EXERCISE BRIEF
Give every line of the data again, exactly as it is written.

--- PROVIDED INFORMATION Enclosed Below ---

//! Error taxonomy for metric and residual calculations.
//!
//! Two failure classes, kept separate so callers can tell a bad configuration
//! (fixable by editing the calculation file) from a numeric failure in the
//! grid data itself:
//!
//! - [`ConfigurationError`] — malformed percentile edges, bad name templates,
//!   missing fields, incompatible grids, unknown calculation tags. Raised
//!   eagerly, before any computation begins, so partial results are never
//!   produced.
//! - [`ComputationError`] — numeric failure in otherwise valid inputs
//!   (non-finite values, degenerate fields). Surfaced immediately, never
//!   retried: the calculations are pure, so retrying identical inputs cannot
//!   change the outcome.

use thiserror::Error;

/// A calculation setup problem, detected before any grid data is reduced.
#[derive(Error, Debug)]
pub enum ConfigurationError {
    #[error("percentile edge list needs at least 2 entries, got {got}")]
    TooFewEdges { got: usize },

    #[error("percentile edges must be non-decreasing: edge[{index}] = {value} is below its predecessor {previous}")]
    EdgesNotSorted {
        index: usize,
        previous: f64,
        value: f64,
    },

    #[error("percentile edge {value} is outside [0, 100]")]
    EdgeOutOfRange { value: f64 },

    #[error("percentile value {value} is outside [0, 100]")]
    PercentileOutOfRange { value: f64 },

    #[error("name template '{template}' references unknown placeholder '{{{placeholder}}}'")]
    UnknownPlaceholder {
        template: String,
        placeholder: String,
    },

    #[error("name template '{template}' has an unmatched brace")]
    UnbalancedTemplate { template: String },

    #[error("rendered category name '{name}' is not unique")]
    DuplicateCategoryName { name: String },

    #[error("grid is missing required field '{field}'")]
    MissingField { field: String },

    #[error("field '{field}' has {got} values but the grid has {expected} nodes")]
    FieldLengthMismatch {
        field: String,
        expected: usize,
        got: usize,
    },

    #[error("core mask has {got} entries but the grid has {expected} nodes")]
    MaskLengthMismatch { expected: usize, got: usize },

    #[error("grids are incompatible: model has {model_nodes} nodes, data has {data_nodes}")]
    NodeCountMismatch {
        model_nodes: usize,
        data_nodes: usize,
    },

    #[error("grids are incompatible: core-node status differs at node {node}")]
    CoreMaskMismatch { node: usize },

    #[error("unknown calculation '{tag}'")]
    UnknownCalculation { tag: String },

    #[error("calculation '{name}' ({tag}) is not valid in {context} context")]
    WrongContext {
        name: String,
        tag: String,
        context: &'static str,
    },

    #[error("calculation name '{name}' is declared more than once")]
    DuplicateCalculationName { name: String },

    #[error("result name '{name}' is produced by more than one calculation")]
    DuplicateResultName { name: String },

    #[error("calculation '{name}' has invalid parameters: {message}")]
    InvalidParameters { name: String, message: String },

    #[error("calculation file is not a mapping of name -> calculation")]
    NotAMapping,

    #[error("YAML parse error: {0}")]
    Yaml(#[from] serde_yaml::Error),
}

/// A numeric failure while reducing valid-looking inputs.
#[derive(Error, Debug)]
pub enum ComputationError {
    #[error("field '{field}' contains a non-finite value at node {node}")]
    NonFinite { field: String, node: usize },

    #[error("field '{field}' has no core-node values to reduce")]
    EmptySample { field: String },

    #[error("field '{field}' is constant over core nodes; {operation} is undefined")]
    DegenerateField {
        field: String,
        operation: &'static str,
    },
}

/// Umbrella error for the calculation surface.
#[derive(Error, Debug)]
pub enum CalcError {
    #[error(transparent)]
    Configuration(#[from] ConfigurationError),

    #[error(transparent)]
    Computation(#[from] ComputationError),
}

pub type Result<T> = std::result::Result<T, CalcError>;

#[cfg(test)]
mod tests {
    use super::*;

    #[test]
    fn configuration_display_mentions_offender() {
        let err = ConfigurationError::TooFewEdges { got: 1 };
        assert_eq!(
            err.to_string(),
            "percentile edge list needs at least 2 entries, got 1"
        );

        let err = ConfigurationError::UnknownPlaceholder {
            template: "chi_{field_3_level}".into(),
            placeholder: "field_3_level".into(),
        };
        assert!(err.to_string().contains("{field_3_level}"));
    }

    #[test]
    fn computation_display_names_field_and_node() {
        let err = ComputationError::NonFinite {
            field: "topographic__elevation".into(),
            node: 42,
        };
        assert!(err.to_string().contains("topographic__elevation"));
        assert!(err.to_string().contains("42"));
    }

    #[test]
    fn umbrella_converts_both_classes() {
        let config: CalcError = ConfigurationError::TooFewEdges { got: 0 }.into();
        assert!(matches!(config, CalcError::Configuration(_)));

        let compute: CalcError = ComputationError::EmptySample {
            field: "z".into(),
        }
        .into();
        assert!(matches!(compute, CalcError::Computation(_)));
    }
}
//! # Aggregate Calculation
//!
//! Reduces one field's core-node values to a scalar with a configurable
//! method (mean, median, min, max, sum, std, var, or an arbitrary
//! percentile).

use serde::{Deserialize, Serialize};

use crate::error::{ComputationError, ConfigurationError, Result};
use crate::grid::{core_values, MetricGrid};
use crate::stats;

/// Reduction method for [`aggregate`].
///
/// Serialized with a `method` tag so it flattens into the declarative
/// calculation configuration:
///
/// ```yaml
/// calc: aggregate
/// field: topographic__elevation
/// method: percentile
/// percentile: 10
/// ```
#[derive(Debug, Clone, PartialEq, Serialize, Deserialize)]
#[serde(tag = "method", rename_all = "snake_case")]
pub enum AggregationMethod {
    Mean,
    Median,
    Min,
    Max,
    Sum,
    /// Population standard deviation (normalized by N).
    Std,
    /// Population variance (normalized by N).
    Var,
    Percentile { percentile: f64 },
}

impl AggregationMethod {
    /// Eager parameter validation, run at configuration-load time.
    pub fn validate(&self) -> std::result::Result<(), ConfigurationError> {
        if let AggregationMethod::Percentile { percentile } = self {
            if !(0.0..=100.0).contains(percentile) {
                return Err(ConfigurationError::PercentileOutOfRange { value: *percentile });
            }
        }
        Ok(())
    }
}

/// Reduce a field's core-node values with the given method.
///
/// # Examples
/// ```
/// use tm_core::calculations::{aggregate, AggregationMethod};
/// use tm_core::grid::RasterGrid;
///
/// let mut grid = RasterGrid::new(3, 3);
/// let mut z = vec![0.0; 9];
/// z[4] = 7.0; // the only core node
/// grid.add_field("topographic__elevation", z).unwrap();
///
/// let value = aggregate(&grid, "topographic__elevation", &AggregationMethod::Mean).unwrap();
/// assert_eq!(value, 7.0);
/// ```
pub fn aggregate<G: MetricGrid + ?Sized>(
    grid: &G,
    field: &str,
    method: &AggregationMethod,
) -> Result<f64> {
    method.validate()?;
    let values = core_values(grid, field)?;

    // core_values guarantees a non-empty sample, so the Option reductions
    // below cannot fail; the error arm keeps the invariant explicit.
    let empty = || ComputationError::EmptySample {
        field: field.to_string(),
    };

    let out = match method {
        AggregationMethod::Mean => stats::mean(&values).ok_or_else(empty)?,
        AggregationMethod::Median => stats::median(&values).ok_or_else(empty)?,
        AggregationMethod::Min => stats::min(&values).ok_or_else(empty)?,
        AggregationMethod::Max => stats::max(&values).ok_or_else(empty)?,
        AggregationMethod::Sum => stats::sum(&values),
        AggregationMethod::Std => stats::std_dev(&values).ok_or_else(empty)?,
        AggregationMethod::Var => stats::variance(&values).ok_or_else(empty)?,
        AggregationMethod::Percentile { percentile } => {
            stats::percentile(&values, *percentile).ok_or_else(empty)?
        }
    };
    Ok(out)
}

--- End of Enclosed PROVIDED INFORMATION ---

OUTPUT BELOW
//! Error taxonomy for metric and residual calculations.
//!
//! Two failure classes, kept separate so callers can tell a bad configuration
//! (fixable by editing the calculation file) from a numeric failure in the
//! grid data itself:
//!
//! - [`ConfigurationError`] — malformed percentile edges, bad name templates,
//!   missing fields, incompatible grids, unknown calculation tags. Raised
//!   eagerly, before any computation begins, so partial results are never
//!   produced.
//! - [`ComputationError`] — numeric failure in otherwise valid inputs
//!   (non-finite values, degenerate fields). Surfaced immediately, never
//!   retried: the calculations are pure, so retrying identical inputs cannot
//!   change the outcome.

use thiserror::Error;

/// A calculation setup problem, detected before any grid data is reduced.
#[derive(Error, Debug)]
pub enum ConfigurationError {
    #[error("percentile edge list needs at least 2 entries, got {got}")]
    TooFewEdges { got: usize },

    #[error("percentile edges must be non-decreasing: edge[{index}] = {value} is below its predecessor {previous}")]
    EdgesNotSorted {
        index: usize,
        previous: f64,
        value: f64,
    },

    #[error("percentile edge {value} is outside [0, 100]")]
    EdgeOutOfRange { value: f64 },

    #[error("percentile value {value} is outside [0, 100]")]
    PercentileOutOfRange { value: f64 },

    #[error("name template '{template}' references unknown placeholder '{{{placeholder}}}'")]
    UnknownPlaceholder {
        template: String,
        placeholder: String,
    },

    #[error("name template '{template}' has an unmatched brace")]
    UnbalancedTemplate { template: String },

    #[error("rendered category name '{name}' is not unique")]
    DuplicateCategoryName { name: String },

    #[error("grid is missing required field '{field}'")]
    MissingField { field: String },

    #[error("field '{field}' has {got} values but the grid has {expected} nodes")]
    FieldLengthMismatch {
        field: String,
        expected: usize,
        got: usize,
    },

    #[error("core mask has {got} entries but the grid has {expected} nodes")]
    MaskLengthMismatch { expected: usize, got: usize },

    #[error("grids are incompatible: model has {model_nodes} nodes, data has {data_nodes}")]
    NodeCountMismatch {
        model_nodes: usize,
        data_nodes: usize,
    },

    #[error("grids are incompatible: core-node status differs at node {node}")]
    CoreMaskMismatch { node: usize },

    #[error("unknown calculation '{tag}'")]
    UnknownCalculation { tag: String },

    #[error("calculation '{name}' ({tag}) is not valid in {context} context")]
    WrongContext {
        name: String,
        tag: String,
        context: &'static str,
    },

    #[error("calculation name '{name}' is declared more than once")]
    DuplicateCalculationName { name: String },

    #[error("result name '{name}' is produced by more than one calculation")]
    DuplicateResultName { name: String },

    #[error("calculation '{name}' has invalid parameters: {message}")]
    InvalidParameters { name: String, message: String },

    #[error("calculation file is not a mapping of name -> calculation")]
    NotAMapping,

    #[error("YAML parse error: {0}")]
    Yaml(#[from] serde_yaml::Error),
}

/// A numeric failure while reducing valid-looking inputs.
#[derive(Error, Debug)]
pub enum ComputationError {
    #[error("field '{field}' contains a non-finite value at node {node}")]
    NonFinite { field: String, node: usize },

    #[error("field '{field}' has no core-node values to reduce")]
    EmptySample { field: String },

    #[error("field '{field}' is constant over core nodes; {operation} is undefined")]
    DegenerateField {
        field: String,
        operation: &'static str,
    },
}

/// Umbrella error for the calculation surface.
#[derive(Error, Debug)]
pub enum CalcError {
    #[error(transparent)]
    Configuration(#[from] ConfigurationError),

    #[error(transparent)]
    Computation(#[from] ComputationError),
}

pub type Result<T> = std::result::Result<T, CalcError>;

#[cfg(test)]
mod tests {
    use super::*;

    #[test]
    fn configuration_display_mentions_offender() {
        let err = ConfigurationError::TooFewEdges { got: 1 };
        assert_eq!(
            err.to_string(),
            "percentile edge list needs at least 2 entries, got 1"
        );

        let err = ConfigurationError::UnknownPlaceholder {
            template: "chi_{field_3_level}".into(),
            placeholder: "field_3_level".into(),
        };
        assert!(err.to_string().contains("{field_3_level}"));
    }

    #[test]
    fn computation_display_names_field_and_node() {
        let err = ComputationError::NonFinite {
            field: "topographic__elevation".into(),
            node: 42,
        };
        assert!(err.to_string().contains("topographic__elevation"));
        assert!(err.to_string().contains("42"));
    }

    #[test]
    fn umbrella_converts_both_classes() {
        let config: CalcError = ConfigurationError::TooFewEdges { got: 0 }.into();
        assert!(matches!(config, CalcError::Configuration(_)));

        let compute: CalcError = ComputationError::EmptySample {
            field: "z".into(),
        }
        .into();
        assert!(matches!(compute, CalcError::Computation(_)));
    }
}
//! # Aggregate Calculation
//!
//! Reduces one field's core-node values to a scalar with a configurable
//! method (mean, median, min, max, sum, std, var, or an arbitrary
//! percentile).

use serde::{Deserialize, Serialize};

use crate::error::{ComputationError, ConfigurationError, Result};
use crate::grid::{core_values, MetricGrid};
use crate::stats;

/// Reduction method for [`aggregate`].
///
/// Serialized with a `method` tag so it flattens into the declarative
/// calculation configuration:
///
/// ```yaml
/// calc: aggregate
/// field: topographic__elevation
/// method: percentile
/// percentile: 10
/// ```
#[derive(Debug, Clone, PartialEq, Serialize, Deserialize)]
#[serde(tag = "method", rename_all = "snake_case")]
pub enum AggregationMethod {
    Mean,
    Median,
    Min,
    Max,
    Sum,
    /// Population standard deviation (normalized by N).
    Std,
    /// Population variance (normalized by N).
    Var,
    Percentile { percentile: f64 },
}

impl AggregationMethod {
    /// Eager parameter validation, run at configuration-load time.
    pub fn validate(&self) -> std::result::Result<(), ConfigurationError> {
        if let AggregationMethod::Percentile { percentile } = self {
            if !(0.0..=100.0).contains(percentile) {
                return Err(ConfigurationError::PercentileOutOfRange { value: *percentile });
            }
        }
        Ok(())
    }
}

/// Reduce a field's core-node values with the given method.
///
/// # Examples
/// ```
/// use tm_core::calculations::{aggregate, AggregationMethod};
/// use tm_core::grid::RasterGrid;
///
/// let mut grid = RasterGrid::new(3, 3);
/// let mut z = vec![0.0; 9];
/// z[4] = 7.0; // the only core node
/// grid.add_field("topographic__elevation", z).unwrap();
///
/// let value = aggregate(&grid, "topographic__elevation", &AggregationMethod::Mean).unwrap();
/// assert_eq!(value, 7.0);
/// ```
pub fn aggregate<G: MetricGrid + ?Sized>(
    grid: &G,
    field: &str,
    method: &AggregationMethod,
) -> Result<f64> {
    method.validate()?;
    let values = core_values(grid, field)?;

    // core_values guarantees a non-empty sample, so the Option reductions
    // below cannot fail; the error arm keeps the invariant explicit.
    let empty = || ComputationError::EmptySample {
        field: field.to_string(),
    };

    let out = match method {
        AggregationMethod::Mean => stats::mean(&values).ok_or_else(empty)?,
        AggregationMethod::Median => stats::median(&values).ok_or_else(empty)?,
        AggregationMethod::Min => stats::min(&values).ok_or_else(empty)?,
        AggregationMethod::Max => stats::max(&values).ok_or_else(empty)?,
        AggregationMethod::Sum => stats::sum(&values),
        AggregationMethod::Std => stats::std_dev(&values).ok_or_else(empty)?,
        AggregationMethod::Var => stats::variance(&values).ok_or_else(empty)?,
        AggregationMethod::Percentile { percentile } => {
            stats::percentile(&values, *percentile).ok_or_else(empty)?
        }
    };
    Ok(out)
}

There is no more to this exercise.